Müller had smirked, eyes hard. “He is not a god, Fräulein. He is only a man. Flesh and bone and blood, just like you or me. Any man can be destroyed. All you need is the right weapon.”

But where did that leave Audrey and Ilse? Audrey looked at her friend. They hadn’t lain awake whispering the way they would have years ago. There was much more to talk about now than there ever had been before, but it was all so complicated, so violent, that it was difficult to find the words.

At least Ilse would be free to move about the house now. She had been clear she wouldn’t leave Germany without knowing Ruth and Ephraim’s fate, but they couldn’t live in the house with Müller indefinitely; they couldn’t wait around for the end of Hitler’s rule.

Action. That’s what was needed. A plan.

Audrey could provide emotional support to Ilse in the best way she knew how, but her role in their relationship had always veered toward what she could do. That was the sphere in which she was most comfortable, where she knew herself best. But what to do now? Audrey felt as though she had only just secured her footing from the tectonic shift of that fateful day at the department store, and now here they were again, scrambling to steady themselves on a ship that kept pitching in stormy seas.
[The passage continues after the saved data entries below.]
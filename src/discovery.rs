//! Source tree discovery
//!
//! Walks the source tree depth-first applying the configured exclusions
//! and produces the immutable [`DirectoryContext`] tree for the run.
//! Size and mtime are read exactly once per file. Discovery never calls
//! the LLM and never reads file contents; a permission error on a
//! directory skips only that directory.

use crate::config::IndexingConfig;
use crate::context::{DirectoryContext, FileContext};
use crate::error::{IndexError, Result};
use crate::paths::PathMapper;
use std::fs;
use std::path::Path;
use tracing::{debug, warn};

/// Exclusion-aware source tree walker
pub struct Discovery<'a> {
    config: &'a IndexingConfig,
    mapper: &'a PathMapper,
}

impl<'a> Discovery<'a> {
    pub fn new(config: &'a IndexingConfig, mapper: &'a PathMapper) -> Self {
        Self { config, mapper }
    }

    /// Walk the source root and build the context tree
    pub fn discover(&self) -> Result<DirectoryContext> {
        let root = self.mapper.source_root();
        if !root.is_dir() {
            return Err(IndexError::Discovery {
                path: root.to_path_buf(),
                message: "source root is not a directory".into(),
            });
        }
        let mut ctx = DirectoryContext::new(root.to_path_buf(), self.mapper.knowledge_path(root)?);
        self.walk(root, &mut ctx)?;
        debug!(
            "Discovered {} files in {} directories under {}",
            ctx.total_files(),
            ctx.total_dirs(),
            root.display()
        );
        Ok(ctx)
    }

    fn walk(&self, dir: &Path, ctx: &mut DirectoryContext) -> Result<()> {
        let entries = match fs::read_dir(dir) {
            Ok(entries) => entries,
            Err(e) => {
                // Skip just this directory; the rest of the walk continues
                warn!("Skipping unreadable directory {}: {}", dir.display(), e);
                return Ok(());
            }
        };

        let mut names: Vec<_> = entries
            .filter_map(|entry| match entry {
                Ok(entry) => Some(entry.path()),
                Err(e) => {
                    warn!("Skipping unreadable entry in {}: {}", dir.display(), e);
                    None
                }
            })
            .collect();
        names.sort();

        for path in names {
            // The output tree can live inside the source root; never descend
            if path == self.mapper.out_root() {
                continue;
            }

            let metadata = match fs::symlink_metadata(&path) {
                Ok(m) => m,
                Err(e) => {
                    warn!("Skipping {}: {}", path.display(), e);
                    continue;
                }
            };

            if metadata.is_dir() {
                if !self.config.should_process_directory(&path) {
                    debug!("Excluded directory {}", path.display());
                    continue;
                }
                let mut sub =
                    DirectoryContext::new(path.clone(), self.mapper.knowledge_path(&path)?);
                self.walk(&path, &mut sub)?;
                ctx.subdirs.push(sub);
            } else if metadata.is_file() {
                if !self.config.should_process_file(&path, metadata.len()) {
                    debug!("Excluded file {}", path.display());
                    continue;
                }
                let mtime = match metadata.modified() {
                    Ok(t) => t,
                    Err(e) => {
                        warn!("No mtime for {}: {}", path.display(), e);
                        continue;
                    }
                };
                ctx.files
                    .push(FileContext::new(path, metadata.len(), mtime));
            }
            // Symlinks and other entry kinds are ignored
        }

        Ok(())
    }
}
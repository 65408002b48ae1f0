//! Knowledge file rendering
//!
//! Pure template assembly: LLM prose is inserted verbatim, never parsed
//! or reformatted. Files and subdirectories are ordered case-insensitively
//! by name, paths are rendered in portable form, and a metadata footer
//! records the generation timestamp and membership counts.

use crate::cache::KB_METADATA_PREFIX;
use chrono::Utc;

/// Placeholder rendered for an empty summary, keeping structure stable
pub const EMPTY_PLACEHOLDER: &str = "*No content available*";

/// Header discouraging manual edits
const WARNING_HEADER: &str =
    "<!-- GENERATED KNOWLEDGE FILE - DO NOT EDIT. Regenerated on every index run. -->";

/// One file entry in a knowledge file
#[derive(Debug, Clone)]
pub struct FileSection {
    pub name: String,
    pub portable_path: String,
    /// Verbatim cached analysis
    pub analysis: String,
}

/// One subdirectory entry in a knowledge file
#[derive(Debug, Clone)]
pub struct SubdirSection {
    pub name: String,
    pub portable_path: String,
    /// Verbatim summary pulled from the child knowledge file
    pub summary: String,
}

/// Assemble a knowledge file for one directory
pub fn render_knowledge_file(
    portable_dir: &str,
    global_summary: &str,
    mut files: Vec<FileSection>,
    mut subdirs: Vec<SubdirSection>,
) -> String {
    files.sort_by_key(|f| f.name.to_lowercase());
    subdirs.sort_by_key(|s| s.name.to_lowercase());

    let mut md = String::new();

    md.push_str(WARNING_HEADER);
    md.push_str("\n\n");
    md.push_str(&format!("# Knowledge Base: {}\n\n", portable_dir));

    md.push_str("## Summary\n\n");
    md.push_str(non_empty_or_placeholder(global_summary));
    md.push_str("\n\n");

    if !files.is_empty() {
        md.push_str("## Files\n\n");
        for file in &files {
            md.push_str(&format!("### {}\n\n", file.portable_path));
            md.push_str(non_empty_or_placeholder(&file.analysis));
            md.push_str("\n\n");
        }
    }

    if !subdirs.is_empty() {
        md.push_str("## Subdirectories\n\n");
        for subdir in &subdirs {
            md.push_str(&format!("### {}\n\n", subdir.portable_path));
            md.push_str(non_empty_or_placeholder(&subdir.summary));
            md.push_str("\n\n");
        }
    }

    md.push_str(&format!(
        "{} generated={} files={} subdirs={} -->\n",
        KB_METADATA_PREFIX,
        Utc::now().to_rfc3339(),
        files.len(),
        subdirs.len()
    ));

    md
}

/// Pull the global summary back out of a rendered knowledge file
///
/// Used to roll a child directory's summary up into its parent. Returns
/// `None` when the file has no summary section.
pub fn extract_summary(kb_content: &str) -> Option<String> {
    let start = kb_content.find("## Summary")? + "## Summary".len();
    let rest = &kb_content[start..];
    let end = rest
        .find("\n## ")
        .or_else(|| rest.find(KB_METADATA_PREFIX))
        .unwrap_or(rest.len());
    let summary = rest[..end].trim();
    if summary.is_empty() {
        None
    } else {
        Some(summary.to_string())
    }
}

fn non_empty_or_placeholder(text: &str) -> &str {
    let trimmed = text.trim();
    if trimmed.is_empty() {
        EMPTY_PLACEHOLDER
    } else {
        trimmed
    }
}
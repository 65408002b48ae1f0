//! Path mapping between source, analysis-cache, and knowledge trees
//!
//! Pure functions over `(source_root, out_root)`. The analysis tree under
//! `out_root/<handler>/` exactly mirrors the source tree; knowledge files
//! sit adjacent to their source directory, except the handler root whose
//! knowledge file is `root_kb.md` inside the output tree.

use crate::config::HandlerType;
use crate::error::{IndexError, Result};
use once_cell::sync::Lazy;
use regex::Regex;
use std::path::{Path, PathBuf};

/// Suffix appended to a mirrored source file to form its analysis artifact
pub const ANALYSIS_SUFFIX: &str = ".analysis.md";

/// Suffix appended to a directory name to form its knowledge file
pub const KNOWLEDGE_SUFFIX: &str = "_kb.md";

/// Knowledge file name for a handler root
pub const ROOT_KNOWLEDGE_FILE: &str = "root_kb.md";

/// Placeholder used in portable path rendering
pub const PORTABLE_ROOT: &str = "{PROJECT_ROOT}";

static NON_WORD: Lazy<Regex> = Lazy::new(|| Regex::new(r"[^A-Za-z0-9]+").expect("valid regex"));
static UNDERSCORE_RUNS: Lazy<Regex> = Lazy::new(|| Regex::new(r"_{2,}").expect("valid regex"));

/// Maps source paths to analysis-cache and knowledge-file paths
#[derive(Debug, Clone)]
pub struct PathMapper {
    source_root: PathBuf,
    out_root: PathBuf,
    handler: HandlerType,
}

impl PathMapper {
    pub fn new(
        source_root: impl Into<PathBuf>,
        out_root: impl Into<PathBuf>,
        handler: HandlerType,
    ) -> Result<Self> {
        let source_root = source_root.into();
        let out_root = out_root.into();
        if source_root == out_root {
            return Err(IndexError::PathMapping(format!(
                "source root and output root collide: {}",
                source_root.display()
            )));
        }
        Ok(Self {
            source_root,
            out_root,
            handler,
        })
    }

    pub fn source_root(&self) -> &Path {
        &self.source_root
    }

    pub fn out_root(&self) -> &Path {
        &self.out_root
    }

    pub fn handler(&self) -> HandlerType {
        self.handler
    }

    /// Output directory owned by this handler
    pub fn handler_root_output(&self) -> PathBuf {
        self.out_root.join(self.handler.dir_name())
    }

    /// Whether `dir` is the top of this handler's source tree
    pub fn is_handler_root(&self, dir: &Path) -> bool {
        dir == self.source_root
    }

    /// Path of `path` relative to the source root
    pub fn relative(&self, path: &Path) -> Result<PathBuf> {
        path.strip_prefix(&self.source_root)
            .map(Path::to_path_buf)
            .map_err(|_| {
                IndexError::PathMapping(format!(
                    "{} is not under source root {}",
                    path.display(),
                    self.source_root.display()
                ))
            })
    }

    /// Analysis artifact path for a source file
    ///
    /// `out_root/<handler>/<relpath>.analysis.md`; the tree under the
    /// handler output directory exactly mirrors the source tree.
    pub fn analysis_path(&self, source_file: &Path) -> Result<PathBuf> {
        let rel = self.relative(source_file)?;
        let mut mirrored = self.handler_root_output().join(rel);
        let name = mirrored
            .file_name()
            .and_then(|n| n.to_str())
            .ok_or_else(|| {
                IndexError::PathMapping(format!("no file name in {}", source_file.display()))
            })?
            .to_string();
        mirrored.set_file_name(format!("{}{}", name, ANALYSIS_SUFFIX));
        Ok(mirrored)
    }

    /// Inverse of [`analysis_path`]: the source file an artifact mirrors
    pub fn source_for_analysis(&self, artifact: &Path) -> Result<PathBuf> {
        let rel = artifact
            .strip_prefix(self.handler_root_output())
            .map_err(|_| {
                IndexError::PathMapping(format!(
                    "{} is not under the handler output tree",
                    artifact.display()
                ))
            })?;
        let name = rel
            .file_name()
            .and_then(|n| n.to_str())
            .and_then(|n| n.strip_suffix(ANALYSIS_SUFFIX))
            .ok_or_else(|| {
                IndexError::PathMapping(format!("{} is not an analysis artifact", artifact.display()))
            })?;
        let mut source = self.source_root.join(rel);
        source.set_file_name(name);
        Ok(source)
    }

    /// Knowledge file path for a source directory
    ///
    /// `D.parent/<D.name>_kb.md`, except the handler root whose knowledge
    /// file lives inside the output tree as `root_kb.md`.
    pub fn knowledge_path(&self, dir: &Path) -> Result<PathBuf> {
        if self.is_handler_root(dir) {
            return Ok(self.handler_root_output().join(ROOT_KNOWLEDGE_FILE));
        }
        let name = dir
            .file_name()
            .and_then(|n| n.to_str())
            .ok_or_else(|| {
                IndexError::PathMapping(format!("no directory name in {}", dir.display()))
            })?;
        let parent = dir.parent().ok_or_else(|| {
            IndexError::PathMapping(format!("no parent for {}", dir.display()))
        })?;
        Ok(parent.join(format!("{}{}", name, KNOWLEDGE_SUFFIX)))
    }

    /// Portable rendering of a path: `{PROJECT_ROOT}/rel/path`
    ///
    /// Uses forward slashes regardless of platform so knowledge files stay
    /// diffable across machines.
    pub fn portable(&self, path: &Path) -> String {
        match path.strip_prefix(&self.source_root) {
            Ok(rel) if rel.as_os_str().is_empty() => PORTABLE_ROOT.to_string(),
            Ok(rel) => {
                let joined = rel
                    .components()
                    .map(|c| c.as_os_str().to_string_lossy())
                    .collect::<Vec<_>>()
                    .join("/");
                format!("{}/{}", PORTABLE_ROOT, joined)
            }
            Err(_) => path.to_string_lossy().into_owned(),
        }
    }

    /// Sanitised identifier for a path: separators and non-word characters
    /// become `_`, runs collapse, edges are trimmed
    pub fn sanitize(&self, path: &Path) -> String {
        let rel = path
            .strip_prefix(&self.source_root)
            .unwrap_or(path)
            .to_string_lossy()
            .into_owned();
        sanitize_identifier(&rel)
    }
}

/// Sanitise an arbitrary string into a `[A-Za-z0-9_]` identifier
pub fn sanitize_identifier(raw: &str) -> String {
    let replaced = NON_WORD.replace_all(raw, "_");
    let collapsed = UNDERSCORE_RUNS.replace_all(&replaced, "_");
    let trimmed = collapsed.trim_matches('_');
    if trimmed.is_empty() {
        "root".to_string()
    } else {
        trimmed.to_string()
    }
}

#[cfg(test)]
mod tests {
    use super::*;

    fn mapper() -> PathMapper {
        PathMapper::new("/work/src", "/work/out", HandlerType::ProjectBase).unwrap()
    }

    #[test]
    fn test_analysis_path_mirrors_source_tree() {
        let m = mapper();
        let path = m
            .analysis_path(Path::new("/work/src/sub/c.txt"))
            .unwrap();
        assert_eq!(
            path,
            PathBuf::from("/work/out/project-base/sub/c.txt.analysis.md")
        );
    }

    #[test]
    fn test_analysis_path_roundtrip() {
        let m = mapper();
        let source = Path::new("/work/src/sub/c.txt");
        let artifact = m.analysis_path(source).unwrap();
        assert_eq!(m.source_for_analysis(&artifact).unwrap(), source);
    }

    #[test]
    fn test_knowledge_path_adjacent_to_directory() {
        let m = mapper();
        let path = m.knowledge_path(Path::new("/work/src/sub")).unwrap();
        assert_eq!(path, PathBuf::from("/work/src/sub_kb.md"));
    }

    #[test]
    fn test_handler_root_knowledge_path() {
        let m = mapper();
        let path = m.knowledge_path(Path::new("/work/src")).unwrap();
        assert_eq!(path, PathBuf::from("/work/out/project-base/root_kb.md"));
    }

    #[test]
    fn test_outside_root_is_an_error() {
        let m = mapper();
        assert!(m.analysis_path(Path::new("/elsewhere/a.txt")).is_err());
    }

    #[test]
    fn test_root_collision_rejected() {
        assert!(PathMapper::new("/work/src", "/work/src", HandlerType::ProjectBase).is_err());
    }

    #[test]
    fn test_portable_paths() {
        let m = mapper();
        assert_eq!(
            m.portable(Path::new("/work/src/sub/c.txt")),
            "{PROJECT_ROOT}/sub/c.txt"
        );
        assert_eq!(m.portable(Path::new("/work/src")), "{PROJECT_ROOT}");
    }

    #[test]
    fn test_sanitize_identifier() {
        assert_eq!(sanitize_identifier("src/sub/c.txt"), "src_sub_c_txt");
        assert_eq!(sanitize_identifier("a//b..c"), "a_b_c");
        assert_eq!(sanitize_identifier(""), "root");
    }
}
The Kaplan fortune had been stolen by the Reich, but Audrey would have access to her father’s money in England. If they could only get to London, they could live in the Kensington house together until—Audrey’s throat tightened at the thought—Ilse eventually married. Her mind turned over possibilities, then she remembered something Müller had said the night before.

Tucking the quilt around Ilse, she slid out of bed and dressed quietly. In the hall, she caught the aroma of coffee. It was early, but Müller was already up.

She found him sitting in the kitchen, steam curling from his cup, but before she could say good morning, he spoke.

“You should call the police straightaway. Before the post or the milk arrives. It’s still dark, but once it’s light, someone else will find him.”

“Oh.” Audrey’s stomach turned, remembering Vogt’s body outside. She hoped she would never see anything that grisly again. “Yes. Of course.”

“Don’t forget the theatrics,” he said with a wry smile.

Audrey went to the telephone room and dialed the number for the police. As the line rang, she tapped into the mindset of a woman who had just found her employer dead on the pavement outside the house. With false alarm in her voice, she reported Vogt’s body, then hung up and returned to the kitchen.

“It’s done,” she told Müller. “They’re on their way over though. We haven’t long.”

“They will interview you, ask questions,” Müller said. “Stick to the story. You know almost nothing. You retired before Vogt returned home last night, and you came out to get the milk this morning and found him outside the house. Leave it at that.”

“All right,” Audrey said.

“I will take care of the rest.”

He’d made toast in her absence, something she’d never seen him do. He pushed a plate and pot of jam toward her. Gingerly, she took a seat across from him, another first, and tucked into her breakfast. He and Vogt had always sat at the dining table to eat, she in the kitchen or—unbeknownst to them—upstairs with Ilse. Their relationship had altered overnight, the entire dynamic of the house tilted onto an unfamiliar angle.